UPDATED 20:42 EDT / JUNE 01 2020

APPS

Smartphone sales plunge 20% in first quarter due to pandemic economy

Smartphone sales plunged more than 20% in the first quarter due to the economic uncertainty brought on by the COVID-19 pandemic, according to new figures released today by Gartner Inc.

The plunge was across the board, though some companies were hit harder than others. Samsung Electronics Co. Ltd. maintained its position as the world’s largest smartphone manufacturer in the quarter, shipping 55.3 million units, down 21.7% from the first quarter of 2019. Samsung’s market share dropped to 18.5% from 19.1% over the same period.

Huawei Electronics Co. Ltd. experienced the largest single decline among leading phone makers with 42.5 million shipments in the quarter, down 27.3% from a year ago. Huawei’s decline was not only COVID-19-related, since the company also faced declining sales after sanctions on its accessing U.S. technology, including a licensed version of Google LLC’s Android operating system.
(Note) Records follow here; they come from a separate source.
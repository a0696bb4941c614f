//! Bounce CLI - bounce command

use anyhow::Result;
use bounce_cli::Overrides;
use clap::{Args, Parser, Subcommand};
use std::path::PathBuf;

mod cmd;

/// Bounce - collapse bursts of events into single notifications
#[derive(Parser)]
#[command(name = "bounce")]
#[command(author, version, about, long_about = None)]
struct Cli {
    /// Settings file (default: <config dir>/bounce/config.toml)
    #[arg(long, global = true)]
    config: Option<PathBuf>,

    #[command(subcommand)]
    command: Commands,
}

/// Timing overrides shared by commands
#[derive(Args, Clone, Default)]
struct TimingArgs {
    /// Quiet window in milliseconds
    #[arg(long)]
    throttle_ms: Option<u64>,
    /// Absolute per-chain deadline in milliseconds
    #[arg(long)]
    max_delay_ms: Option<u64>,
}

#[derive(Subcommand)]
enum Commands {
    /// Replay a timeline script on a simulated clock
    Replay {
        /// Timeline script
        timeline: PathBuf,
        #[command(flatten)]
        timing: TimingArgs,
        /// Split the chain when an event's first word equals this
        #[arg(long)]
        split_on: Option<String>,
        /// Keep the splitting event in the committed chain
        #[arg(long)]
        split_include: bool,
        /// Print JSON lines instead of text
        #[arg(long)]
        json: bool,
    },
    /// Coalesce stdin lines live, one event per line
    Pipe {
        #[command(flatten)]
        timing: TimingArgs,
        /// Print JSON lines instead of text
        #[arg(long)]
        json: bool,
    },
    /// Show the effective settings
    Config,
}

#[tokio::main]
async fn main() -> Result<()> {
    // Logs go to stderr; stdout carries bounces
    tracing_subscriber::fmt().with_writer(std::io::stderr).init();

    let cli = Cli::parse();
    let config = cli.config.as_deref();

    match cli.command {
        Commands::Replay { timeline, timing, split_on, split_include, json } => {
            let overrides = Overrides {
                throttle_ms: timing.throttle_ms,
                max_delay_ms: timing.max_delay_ms,
                split_on,
                split_include,
            };
            cmd::replay::run(config, &overrides, &timeline, json)
        }
        Commands::Pipe { timing, json } => {
            let overrides = Overrides {
                throttle_ms: timing.throttle_ms,
                max_delay_ms: timing.max_delay_ms,
                ..Overrides::default()
            };
            cmd::pipe::run(config, &overrides, json).await
        }
        Commands::Config => cmd::config::run(config),
    }
}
“Huawei will have a challenging year,” said Anshul Gupta, senior research analyst at Gartner. “It has developed the Huawei Mobile Service (HMS) ecosystem, but with the lack of popular Google apps and Google Play store, Huawei is unlikely to attract new smartphone buyers in international markets.”

Added to the mix is that Huawei is highly reliant on sales from mainland China and it was hit by the coronavirus pandemic first, with shutdowns and quarantines during the quarter.

Apple maintained its third-place spot for smartphone sales, shipping 40.9 million units in the quarter, down 8.2% year-over-year. “Apple had a strong start to the year thanks to its new product line up that saw strong momentum globally,” noted Annette Zimmerman, research vice president at Gartner. “If COVID-19 did not happen, the vendor would have likely seen its iPhone sales reached record level in the quarter.”

In fourth place, Xiaomi Inc. was the only company to increase sales in the quarter, up 1.4%, to 27.8 million. Rounding out the top five, Guangdong OPPO Mobile Telecommunications Corp. Ltd. saw its sales drop 19.1%, to 23.9 million units. Phone manufacturers listed as “others” saw a drop of 24.2%, to 108.6 million units.

“The coronavirus pandemic caused the global smartphone market to experience its worst decline ever,” Gupta added. “Most of the leading Chinese manufacturers and Apple were severely impacted by the temporary closures of their factories in China and reduced consumer spending due to the global shelter-in-place.”

The report makes no predictions for the second quarter, but the figures are likely to be just as bad if not worse. While manufacturing has reopened in mainland China post COVID-19 with cities coming out of lockdown, much of the western world shut down through April and into May, with massive job losses. And just as the U.S. was coming to the end of COVID-19 restrictions, the country has now been wracked by protests, rioting and looting that will likely further dampen consumer sentiment.